-- WHAT TO WORK ON --
Your job is to copy every line in the material containing the word "JsonAssertions".

-- INPUT DATA --
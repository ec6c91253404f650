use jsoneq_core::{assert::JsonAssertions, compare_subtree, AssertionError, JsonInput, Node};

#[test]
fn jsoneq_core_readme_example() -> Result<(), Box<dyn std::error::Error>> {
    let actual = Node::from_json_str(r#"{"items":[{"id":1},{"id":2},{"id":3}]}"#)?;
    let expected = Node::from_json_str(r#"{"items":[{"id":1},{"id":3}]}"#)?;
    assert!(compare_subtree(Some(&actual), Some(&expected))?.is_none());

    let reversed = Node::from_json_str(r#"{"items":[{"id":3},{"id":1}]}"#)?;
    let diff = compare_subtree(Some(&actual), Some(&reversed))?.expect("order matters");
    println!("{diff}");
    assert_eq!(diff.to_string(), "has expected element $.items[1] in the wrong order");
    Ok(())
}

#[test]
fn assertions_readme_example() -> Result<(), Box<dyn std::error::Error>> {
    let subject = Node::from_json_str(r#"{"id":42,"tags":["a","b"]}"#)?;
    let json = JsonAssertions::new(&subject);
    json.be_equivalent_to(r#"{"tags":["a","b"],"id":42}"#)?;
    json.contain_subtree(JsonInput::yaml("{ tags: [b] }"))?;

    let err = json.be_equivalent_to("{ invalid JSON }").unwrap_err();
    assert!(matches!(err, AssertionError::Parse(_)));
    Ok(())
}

-- EXERCISE SOLUTION --
use jsoneq_core::{assert::JsonAssertions, compare_subtree, AssertionError, JsonInput, Node};
    let json = JsonAssertions::new(&subject);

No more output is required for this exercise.